PROBLEM DESCRIPTION: Take down each entry exactly as written.

[[ INPUT DATA open ]]

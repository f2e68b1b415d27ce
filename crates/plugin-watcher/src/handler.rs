use async_trait::async_trait;

use super::event::PluginEvent;

/// Reacts to plugin entries appearing or disappearing.
///
/// Invocations run concurrently with each other and may arrive more than once for the same entry
/// (a directory created while the watcher is starting can be seen by both the initial scan and the
/// live watch), so implementations must be idempotent.
#[async_trait]
pub trait PluginHandler: Send + Sync + 'static {
	async fn handle(&self, event: &PluginEvent);
}

#[async_trait]
impl<F> PluginHandler for F
where
	F: Fn(&PluginEvent) + Send + Sync + 'static,
{
	async fn handle(&self, event: &PluginEvent) {
		self(event);
	}
}
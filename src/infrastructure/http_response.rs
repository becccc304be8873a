// HTTP response utilities for JSON views with optional Brotli encoding
use async_compression::tokio::bufread::BrotliEncoder;
use axum::{
    body::Body,
    http::{header, HeaderMap, HeaderValue, Response, StatusCode},
};
use serde::Serialize;
use tokio::io::AsyncReadExt;

/// True when the client advertises Brotli support.
pub fn accepts_brotli(headers: &HeaderMap) -> bool {
    headers
        .get(header::ACCEPT_ENCODING)
        .and_then(|v| v.to_str().ok())
        .map(|s| s.contains("br"))
        .unwrap_or(false)
}

pub async fn brotli(bytes: &[u8]) -> std::io::Result<Vec<u8>> {
    let mut encoder = BrotliEncoder::new(bytes);
    let mut compressed = Vec::new();
    encoder.read_to_end(&mut compressed).await?;
    Ok(compressed)
}

/// Serialize `data` to JSON, Brotli-compressing it when `compress` is set.
pub async fn json_response<T: Serialize>(
    data: &T,
    compress: bool,
) -> Result<Response<Body>, StatusCode> {
    let json_bytes = serde_json::to_vec(data).map_err(|e| {
        tracing::error!("JSON serialization error: {}", e);
        StatusCode::INTERNAL_SERVER_ERROR
    })?;

    let (body_bytes, content_encoding) = if compress {
        let compressed = brotli(&json_bytes).await.map_err(|e| {
            tracing::error!("Brotli compression error: {}", e);
            StatusCode::INTERNAL_SERVER_ERROR
        })?;
        tracing::debug!(
            "Compressed: {} → {} bytes",
            json_bytes.len(),
            compressed.len()
        );
        (compressed, Some("br"))
    } else {
        (json_bytes, None)
    };

    let mut response_builder = Response::builder()
        .status(StatusCode::OK)
        .header(header::CONTENT_TYPE, "application/json")
        .header(header::CONTENT_LENGTH, HeaderValue::from(body_bytes.len()));

    if let Some(encoding) = content_encoding {
        response_builder = response_builder.header(header::CONTENT_ENCODING, encoding);
    }

    response_builder.body(Body::from(body_bytes)).map_err(|e| {
        tracing::error!("Response build error: {}", e);
        StatusCode::INTERNAL_SERVER_ERROR
    })
}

[[ INPUT DATA closed ]]

EXPECTED ANSWER:
repository f2e68b1b415d27ce
filename crates/plugin-watcher/src/handler.rs
use async_trait::async_trait;

use super::event::PluginEvent;

/// Reacts to plugin entries appearing or disappearing.
///
/// Invocations run concurrently with each other and may arrive more than once for the same entry
/// (a directory created while the watcher is starting can be seen by both the initial scan and the
/// live watch), so implementations must be idempotent.
#[async_trait]
pub trait PluginHandler: Send + Sync + 'static {
	async fn handle(&self, event: &PluginEvent);
}

#[async_trait]
impl<F> PluginHandler for F
where
	F: Fn(&PluginEvent) + Send + Sync + 'static,
{
	async fn handle(&self, event: &PluginEvent) {
		self(event);
	}
}
filename src/infrastructure/http_response.rs
repository becccc304be8873a
// HTTP response utilities for JSON views with optional Brotli encoding
use async_compression::tokio::bufread::BrotliEncoder;
use axum::{
    body::Body,
    http::{header, HeaderMap, HeaderValue, Response, StatusCode},
};
use serde::Serialize;
use tokio::io::AsyncReadExt;

/// True when the client advertises Brotli support.
pub fn accepts_brotli(headers: &HeaderMap) -> bool {
    headers
        .get(header::ACCEPT_ENCODING)
        .and_then(|v| v.to_str().ok())
        .map(|s| s.contains("br"))
        .unwrap_or(false)
}

pub async fn brotli(bytes: &[u8]) -> std::io::Result<Vec<u8>> {
    let mut encoder = BrotliEncoder::new(bytes);
    let mut compressed = Vec::new();
    encoder.read_to_end(&mut compressed).await?;
    Ok(compressed)
}

/// Serialize `data` to JSON, Brotli-compressing it when `compress` is set.
pub async fn json_response<T: Serialize>(
    data: &T,
    compress: bool,
) -> Result<Response<Body>, StatusCode> {
    let json_bytes = serde_json::to_vec(data).map_err(|e| {
        tracing::error!("JSON serialization error: {}", e);
        StatusCode::INTERNAL_SERVER_ERROR
    })?;

    let (body_bytes, content_encoding) = if compress {
        let compressed = brotli(&json_bytes).await.map_err(|e| {
            tracing::error!("Brotli compression error: {}", e);
            StatusCode::INTERNAL_SERVER_ERROR
        })?;
        tracing::debug!(
            "Compressed: {} → {} bytes",
            json_bytes.len(),
            compressed.len()
        );
        (compressed, Some("br"))
    } else {
        (json_bytes, None)
    };

    let mut response_builder = Response::builder()
        .status(StatusCode::OK)
        .header(header::CONTENT_TYPE, "application/json")
        .header(header::CONTENT_LENGTH, HeaderValue::from(body_bytes.len()));

    if let Some(encoding) = content_encoding {
        response_builder = response_builder.header(header::CONTENT_ENCODING, encoding);
    }

    response_builder.body(Body::from(body_bytes)).map_err(|e| {
        tracing::error!("Response build error: {}", e);
        StatusCode::INTERNAL_SERVER_ERROR
    })
}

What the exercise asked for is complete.